27 March 2010

She's set free...

Nokuphiwa passed away on Tuesday. She was so young, so clever, so in love with school and her family, so inspiring, so filled with compassion. She was so many things; the only one that mattered in the end was that she was so sick.

Its 6:30 am on Saturday and instead of serenely swimming amid my sheets I find myself wide awake. Sitting here thinking pointless questions that always begin with the futile ‘what if?’

Senseless and unrealistic they invade my thoughts.
What if I had gone to visit Nokuphiwa the Monday we returned or the Tuesday after I worked?
What if I had insisted on her getting more medicine or more oxygen?
What if while biding her time she was scared?
What if she was lonely?
What if I decided not to go for a run and instead went to comfort her?
Even though it was only two days I know that I comforted her while I was able. I eased her tension and fears, made her forget about her unhealthy body and provided her with friendship.

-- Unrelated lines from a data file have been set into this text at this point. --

//! Templated-field rule language.
//!
//! Rules are JSON-Logic style expressions: an object with a single operator
//! key whose value is the argument list (`{"==": [{"var": ""}, "go"]}`).
//! Anything else is a literal. The rule is evaluated against one templated
//! field value of a node, reachable through `{"var": ""}` (the whole value)
//! or `{"var": "a.b"}` (a path into it).
//!
//! Supported operators: `var`, `missing`, `if` / `?:`, `and`, `or`, `!`, `!!`,
//! `==`, `===`, `!=`, `!==`, `<`, `<=` (both with an optional third argument
//! for "between"), `>`, `>=`, `in`, `cat`, `+`, `-`, `*`, `/`, `%`, `min`,
//! `max`. Unknown operators are errors, never silently false.

use std::cmp::Ordering;

use serde_json::{Number, Value};

use crate::error::LogicError;

/// Evaluates `rule` against `data`.
pub fn apply(rule: &Value, data: &Value) -> Result<Value, LogicError> {
    match rule {
        Value::Array(items) => items
            .iter()
            .map(|item| apply(item, data))
            .collect::<Result<Vec<_>, _>>()
            .map(Value::Array),
        Value::Object(map) if map.len() == 1 => match map.iter().next() {
            Some((op, raw_args)) => {
                let args: Vec<&Value> = match raw_args {
                    Value::Array(items) => items.iter().collect(),
                    other => vec![other],
                };
                apply_op(op, &args, data)
            }
            None => Ok(rule.clone()),
        },
        literal => Ok(literal.clone()),
    }
}

/// Evaluates `rule` and reduces the result to a boolean.
pub fn matches(rule: &Value, data: &Value) -> Result<bool, LogicError> {
    apply(rule, data).map(|value| truthy(&value))
}

/// JSON-Logic truthiness: empty arrays are false.
pub fn truthy(value: &Value) -> bool {
    match value {
        Value::Null => false,
        Value::Bool(b) => *b,
        Value::Number(n) => n.as_f64().map(|f| f != 0.0 && !f.is_nan()).unwrap_or(false),
        Value::String(s) => !s.is_empty(),
        Value::Array(items) => !items.is_empty(),
        Value::Object(_) => true,
    }
}

fn apply_op(op: &str, args: &[&Value], data: &Value) -> Result<Value, LogicError> {
    match op {
        "var" => var(args, data),
        "missing" => missing(args, data),
        "if" | "?:" => {
            let mut i = 0;
            while i + 1 < args.len() {
                if truthy(&apply(args[i], data)?) {
                    return apply(args[i + 1], data);
                }
                i += 2;
            }
            match args.get(i) {
                Some(otherwise) => apply(otherwise, data),
                None => Ok(Value::Null),
            }
        }
        "and" => {
            let mut last = Value::Bool(true);
            for arg in args {
                last = apply(arg, data)?;
                if !truthy(&last) {
                    break;
                }
            }
            Ok(last)
        }
        "or" => {
            let mut last = Value::Bool(false);
            for arg in args {
                last = apply(arg, data)?;
                if truthy(&last) {
                    break;
                }
            }
            Ok(last)
        }
        "!" => Ok(Value::Bool(!truthy(&first(op, args, data)?))),
        "!!" => Ok(Value::Bool(truthy(&first(op, args, data)?))),
        _ => {
            let values = args
                .iter()
                .map(|arg| apply(arg, data))
                .collect::<Result<Vec<_>, _>>()?;
            apply_eager(op, &values)
        }
    }
}

fn apply_eager(op: &str, values: &[Value]) -> Result<Value, LogicError> {
    match op {
        "==" => binary(op, values).map(|(a, b)| Value::Bool(loose_eq(a, b))),
        "!=" => binary(op, values).map(|(a, b)| Value::Bool(!loose_eq(a, b))),
        "===" => binary(op, values).map(|(a, b)| Value::Bool(strict_eq(a, b))),
        "!==" => binary(op, values).map(|(a, b)| Value::Bool(!strict_eq(a, b))),
        "<" => chain(op, values, |o| o == Ordering::Less),
        "<=" => chain(op, values, |o| o != Ordering::Greater),
        ">" => binary(op, values)
            .map(|(a, b)| Value::Bool(compare(a, b) == Some(Ordering::Greater))),
        ">=" => binary(op, values).map(|(a, b)| {
            Value::Bool(matches!(compare(a, b), Some(Ordering::Greater | Ordering::Equal)))
        }),
        "in" => binary(op, values).map(|(needle, haystack)| {
            Value::Bool(match haystack {
                Value::String(s) => s.contains(&to_text(needle)),
                Value::Array(items) => items.iter().any(|item| strict_eq(item, needle)),
                _ => false,
            })
        }),
        "cat" => Ok(Value::String(values.iter().map(to_text).collect())),
        "+" => Ok(number(values.iter().map(to_number).sum())),
        "*" => Ok(number(values.iter().map(to_number).product())),
        "-" => match values {
            [a] => Ok(number(-to_number(a))),
            [a, b] => Ok(number(to_number(a) - to_number(b))),
            _ => Err(arity(op, "expects one or two arguments")),
        },
        "/" => binary(op, values).map(|(a, b)| number(to_number(a) / to_number(b))),
        "%" => binary(op, values).map(|(a, b)| number(to_number(a) % to_number(b))),
        "min" => Ok(values
            .iter()
            .map(to_number)
            .reduce(f64::min)
            .map(number)
            .unwrap_or(Value::Null)),
        "max" => Ok(values
            .iter()
            .map(to_number)
            .reduce(f64::max)
            .map(number)
            .unwrap_or(Value::Null)),
        _ => Err(LogicError::UnknownOperator { op: op.to_string() }),
    }
}

fn first(op: &str, args: &[&Value], data: &Value) -> Result<Value, LogicError> {
    match args.first() {
        Some(arg) => apply(arg, data),
        None => Err(arity(op, "expects one argument")),
    }
}

fn binary<'v>(op: &str, values: &'v [Value]) -> Result<(&'v Value, &'v Value), LogicError> {
    match values {
        [a, b] => Ok((a, b)),
        _ => Err(arity(op, "expects two arguments")),
    }
}

/// `<` and `<=` accept a third argument: `a < b < c`.
fn chain(
    op: &str,
    values: &[Value],
    accept: impl Fn(Ordering) -> bool,
) -> Result<Value, LogicError> {
    if values.len() != 2 && values.len() != 3 {
        return Err(arity(op, "expects two or three arguments"));
    }
    let holds = values
        .windows(2)
        .all(|pair| compare(&pair[0], &pair[1]).map(&accept).unwrap_or(false));
    Ok(Value::Bool(holds))
}

fn arity(op: &str, reason: &str) -> LogicError {
    LogicError::InvalidArguments {
        op: op.to_string(),
        reason: reason.to_string(),
    }
}

fn var(args: &[&Value], data: &Value) -> Result<Value, LogicError> {
    let path = match args.first() {
        Some(path) => apply(path, data)?,
        None => return Ok(data.clone()),
    };
    let default = match args.get(1) {
        Some(default) => apply(default, data)?,
        None => Value::Null,
    };
    Ok(lookup(data, &path).cloned().unwrap_or(default))
}

fn missing(args: &[&Value], data: &Value) -> Result<Value, LogicError> {
    let mut keys = Vec::new();
    for arg in args {
        match apply(arg, data)? {
            Value::Array(items) => keys.extend(items),
            other => keys.push(other),
        }
    }
    let absent = keys
        .into_iter()
        .filter(|key| matches!(lookup(data, key), None | Some(Value::Null)))
        .collect();
    Ok(Value::Array(absent))
}

fn lookup<'d>(data: &'d Value, path: &Value) -> Option<&'d Value> {
    let path = match path {
        Value::Null => return Some(data),
        Value::String(s) if s.is_empty() => return Some(data),
        Value::String(s) => s.clone(),
        Value::Number(n) => n.to_string(),
        _ => return None,
    };
    path.split('.').try_fold(data, |current, segment| match current {
        Value::Object(map) => map.get(segment),
        Value::Array(items) => segment.parse::<usize>().ok().and_then(|i| items.get(i)),
        _ => None,
    })
}

fn number(value: f64) -> Value {
    Number::from_f64(value).map(Value::Number).unwrap_or(Value::Null)
}

fn to_number(value: &Value) -> f64 {
    match value {
        Value::Null => 0.0,
        Value::Bool(b) => f64::from(u8::from(*b)),
        Value::Number(n) => n.as_f64().unwrap_or(f64::NAN),
        Value::String(s) if s.trim().is_empty() => 0.0,
        Value::String(s) => s.trim().parse().unwrap_or(f64::NAN),
        Value::Array(_) | Value::Object(_) => f64::NAN,
    }
}

fn to_text(value: &Value) -> String {
    match value {
        Value::String(s) => s.clone(),
        Value::Number(n) => match n.as_f64() {
            Some(f) if f.fract() == 0.0 && f.abs() < 1e15 => format!("{}", f as i64),
            _ => n.to_string(),
        },
        Value::Array(items) => items.iter().map(to_text).collect::<Vec<_>>().join(","),
        other => other.to_string(),
    }
}

fn strict_eq(a: &Value, b: &Value) -> bool {
    match (a, b) {
        (Value::Number(x), Value::Number(y)) => x.as_f64() == y.as_f64(),
        _ => a == b,
    }
}

fn loose_eq(a: &Value, b: &Value) -> bool {
    match (a, b) {
        (Value::Null, Value::Null) => true,
        (Value::Null, _) | (_, Value::Null) => false,
        (Value::String(x), Value::String(y)) => x == y,
        (Value::Array(_) | Value::Object(_), _) | (_, Value::Array(_) | Value::Object(_)) => a == b,
        _ => to_number(a) == to_number(b),
    }
}

fn compare(a: &Value, b: &Value) -> Option<Ordering> {
    match (a, b) {
        (Value::String(x), Value::String(y)) => Some(x.cmp(y)),
        _ => to_number(a).partial_cmp(&to_number(b)),
    }
}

But deep down, somewhere in the midst of my own healthy organs is a space I did not even know existed. It is the place where my tears get choked back and where my heart is so constricted it skips a beat. This is the place that feels the weight of sadness as though it was tangible. This is the place I ache.

I ache for Nokuphiwa, Kim, Tangiwe, Mandelinkosi and Lindiwe who have already lost their lives. I ache for all my patients who are still struggling, for those who I have yet to meet and for the families and friends whose lives get turned upside down. I ache for the hurt and sadness that assaults the patients that I see every day. These patients who have become my friends.

I ache for the small children who sat beside me at Nokuphiwas memorial service Friday. Their faces so strewn with tears and their bodies so full of despair that it seeped out of them. As I sat in her school yard, in one of her school chairs and watched her teachers, classmates, friends and family speak I couldn’t help but feel privileged to have known her.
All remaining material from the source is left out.